Here are abridged titles to some recent patents awarded to Walker Asset,
supposedly new ways of allowing people to do socially beneficial commercial
activities such as ......... gamble, phone chat and use their credit cards:
6049778 Administering a reward program
6024640 Offline remote lottery system
6018718 Processing customized reward offers
6014439 Entertaining callers in a queue
6012983 Automated play gaming device
6010404 Using a player input code to affect a gambling outcome
6006205 Credit card billing method and system
6001016 Remote gaming device
5999596 Controlling authorization of credit card transactions
5978467 Enabling interaction between callers with calls in a queue
5970478 Customizing credit accounts
5967896 Controlling a gaming device having a plurality of balances
Is this the type of business method innovation we want to incent with the
constitutionally inspired patent system? Is this type of thinking supposed
to stand on the shoulders of hundreds, if not thousands, of years of methods
of doing business, to be rewarded by the stock market with billion dollar
capitalizations? I am not sure.
Are they great marketers? Yes. Innovators? Can't tell with this list
of patents. And that's assuming any of this stuff is novel and unobvious.
For example, take their latest patent, awarded last week:
6,049,778
Method and apparatus for administering a reward program
Inventors: Jay Walker, Andrew Van Luchene, James Jorasch, Dean Alderucci
Filed: October 31, 1997
Claim 1:
1. A computer-based method for administering a reward program based
on a series of registrations, each registration corresponding to a
purchaser, comprising:
calculating a measurement of product success;
determining if the measurement is within a predetermined range;
selecting from the series of registrations a set of registrations
which are early-adopter registrations, the set of registrations
thereby defining a set of early-adopter purchasers; and
providing a reward to each early-adopter purchaser if the
measurement is within the predetermined range.
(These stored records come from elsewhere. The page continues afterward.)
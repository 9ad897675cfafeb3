use serde::Deserialize;

use super::{ParsedHook, decode};
use crate::error::HookError;
use crate::types::{Author, ChangeEvent, EventKind, PullRequestAction, PullRequestInfo};

pub const EVENT_HEADER: &str = "x-event-key";

#[derive(Debug, Default, Deserialize)]
struct Link {
    #[serde(default)]
    href: String,
}

#[derive(Debug, Default, Deserialize)]
struct ActorLinks {
    #[serde(default)]
    avatar: Link,
}

#[derive(Debug, Default, Deserialize)]
struct Actor {
    #[serde(default)]
    nickname: Option<String>,
    #[serde(default)]
    display_name: Option<String>,
    #[serde(default)]
    links: ActorLinks,
}

impl From<Actor> for Author {
    fn from(actor: Actor) -> Self {
        Author {
            login: actor
                .nickname
                .filter(|n| !n.is_empty())
                .or(actor.display_name)
                .unwrap_or_default(),
            email: String::new(),
            avatar: actor.links.avatar.href,
        }
    }
}

#[derive(Debug, Default, Deserialize)]
struct HtmlLinks {
    #[serde(default)]
    html: Link,
}

#[derive(Debug, Deserialize)]
struct Target {
    hash: String,
    #[serde(default)]
    message: String,
    #[serde(default)]
    links: HtmlLinks,
}

#[derive(Debug, Deserialize)]
struct RefState {
    #[serde(rename = "type")]
    kind: String,
    name: String,
    target: Target,
}

#[derive(Debug, Deserialize)]
struct RefChange {
    new: Option<RefState>,
    old: Option<RefState>,
}

#[derive(Debug, Deserialize)]
struct Push {
    #[serde(default)]
    changes: Vec<RefChange>,
}

#[derive(Debug, Deserialize)]
struct Repository {
    #[serde(default)]
    links: HtmlLinks,
}

#[derive(Debug, Deserialize)]
struct PushEvent {
    push: Push,
    #[serde(default)]
    actor: Actor,
    repository: Option<Repository>,
}

#[derive(Debug, Deserialize)]
struct BranchName {
    name: String,
}

#[derive(Debug, Deserialize)]
struct CommitHash {
    hash: String,
}

#[derive(Debug, Deserialize)]
struct Endpoint {
    branch: BranchName,
    commit: CommitHash,
}

#[derive(Debug, Deserialize)]
struct PullRequest {
    id: u64,
    #[serde(default)]
    title: String,
    #[serde(default)]
    description: String,
    source: Endpoint,
    destination: Endpoint,
    #[serde(default)]
    links: HtmlLinks,
}

#[derive(Debug, Deserialize)]
struct PullRequestEvent {
    pullrequest: PullRequest,
    #[serde(default)]
    actor: Actor,
    repository: Option<Repository>,
}

/// Decodes a Bitbucket Cloud delivery given its `X-Event-Key` value.
pub fn parse(event: &str, body: &[u8]) -> Result<ParsedHook, HookError> {
    let action = match event {
        "repo:push" => return parse_push(body).map(ParsedHook::Event),
        "pullrequest:created" => PullRequestAction::Opened,
        "pullrequest:updated" => PullRequestAction::Synchronize,
        "pullrequest:fulfilled" => PullRequestAction::Merged,
        "pullrequest:rejected" => PullRequestAction::Closed,
        other => return Err(HookError::omitted(format!("event '{other}'"))),
    };
    parse_pull_request(action, body).map(ParsedHook::Event)
}

fn parse_push(body: &[u8]) -> Result<ChangeEvent, HookError> {
    let payload: PushEvent = decode(body)?;
    let Some(change) = payload.push.changes.into_iter().next() else {
        return Err(HookError::Decode("push event without changes".into()));
    };
    let Some(new) = change.new else {
        return Err(HookError::omitted("ref deletion"));
    };

    let mut event = match new.kind.as_str() {
        "branch" => ChangeEvent::push(new.name, new.target.hash),
        "tag" | "annotated_tag" if change.old.is_none() => {
            let mut event = ChangeEvent::tag(new.name);
            event.commit = Some(new.target.hash);
            event
        }
        "tag" | "annotated_tag" => return Err(HookError::omitted("tag update")),
        other => return Err(HookError::omitted(format!("{other} change"))),
    };
    if event.kind == EventKind::Push {
        event.message = new.target.message;
        event.source_link = new.target.links.html.href;
    }
    event.author = payload.actor.into();
    event.repository_url = payload
        .repository
        .map(|r| r.links.html.href)
        .filter(|u| !u.is_empty());
    Ok(event)
}

fn parse_pull_request(action: PullRequestAction, body: &[u8]) -> Result<ChangeEvent, HookError> {
    let payload: PullRequestEvent = decode(body)?;
    let pr = payload.pullrequest;

    let mut event = ChangeEvent::new(EventKind::PullRequest);
    event.branch = Some(pr.destination.branch.name);
    event.commit = Some(pr.source.commit.hash);
    event.title = pr.title;
    event.message = pr.description;
    event.source_link = pr.links.html.href;
    event.author = payload.actor.into();
    event.repository_url = payload
        .repository
        .map(|r| r.links.html.href)
        .filter(|u| !u.is_empty());
    event.pull_request = Some(PullRequestInfo {
        number: pr.id,
        action,
        merged: action == PullRequestAction::Merged,
    });
    Ok(event)
}


#[cfg(test)]
mod tests {
    use super::*;
    use crate::error::Rejection;

    const SHA: &str = "709d658dc5b6d6afcd46049c2f332ee3f515a67d";

    fn event(parsed: ParsedHook) -> ChangeEvent {
        match parsed {
            ParsedHook::Event(event) => event,
            ParsedHook::Ping => panic!("expected an event"),
        }
    }

    #[test]
    fn branch_push() {
        let body = fixtures::push("branch", "main", Some("1111111"), Some(SHA));
        let event = event(parse("repo:push", body.as_bytes()).unwrap());
        assert_eq!(event.kind, EventKind::Push);
        assert_eq!(event.branch.as_deref(), Some("main"));
        assert_eq!(event.commit.as_deref(), Some(SHA));
        assert_eq!(event.author.login, "jdoe");
        assert_eq!(event.repository_url.as_deref(), Some("https://bitbucket.org/acme/app"));
    }

    #[test]
    fn tag_creation_but_not_update_or_deletion() {
        let created = fixtures::push("tag", "v3", None, Some(SHA));
        let event = event(parse("repo:push", created.as_bytes()).unwrap());
        assert_eq!(event.tag.as_deref(), Some("v3"));
        assert_eq!(event.branch, None);

        let moved = fixtures::push("tag", "v3", Some("1111111"), Some(SHA));
        assert!(matches!(
            parse("repo:push", moved.as_bytes()),
            Err(HookError::Rejected(Rejection::Omitted(_)))
        ));

        let deleted = fixtures::push("branch", "old", Some(SHA), None);
        assert!(parse("repo:push", deleted.as_bytes()).is_err());
    }

    #[test]
    fn pull_request_events() {
        let body = fixtures::pull_request();
        let created = event(parse("pullrequest:created", body.as_bytes()).unwrap());
        assert_eq!(created.branch.as_deref(), Some("main"));
        assert_eq!(created.commit.as_deref(), Some("1e2a3b4c5d6e"));
        assert_eq!(created.author.login, "Jane Doe");
        assert_eq!(created.pull_request.unwrap().action, PullRequestAction::Opened);

        let merged = event(parse("pullrequest:fulfilled", body.as_bytes()).unwrap());
        assert!(merged.pull_request.unwrap().merged);

        assert!(parse("pullrequest:comment_created", body.as_bytes()).is_err());
    }
}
In short, if sales of a product are good enough, reward early purchasers.
Brilliant. Bravo. Noble Prize in Economics. Rewrite the undergraduate
marketing textbooks. Unheard of in the world of sales and marketing, in
either manual or electronic form. Yale University should have these guys
running their business school.
And pigs fly (which they probably do at the PTO, where even reality isn't
obvious). One more case of a patent application that wasn't taken too
seriously by all involved. With nothing better to do with my life, I
spent ten minutes doing a quickee search (ten minutes more than the PTO
spent searching on this patent apparently), and came up with the following
prior art item:
Sign early, save $ on cruises.
Advertising Age v64, n1 (Jan 4, 1993):3,33 (by Nancy Magiera)
Abstract:
The cruise line industry wants to change the way people book trips
by offering discounts to consumers who sign up early. Norwegian
Cruise Line and Carnival Cruise Lines, 2 of the largest players,
began offering new advance purchase discounts on January 1, 1993.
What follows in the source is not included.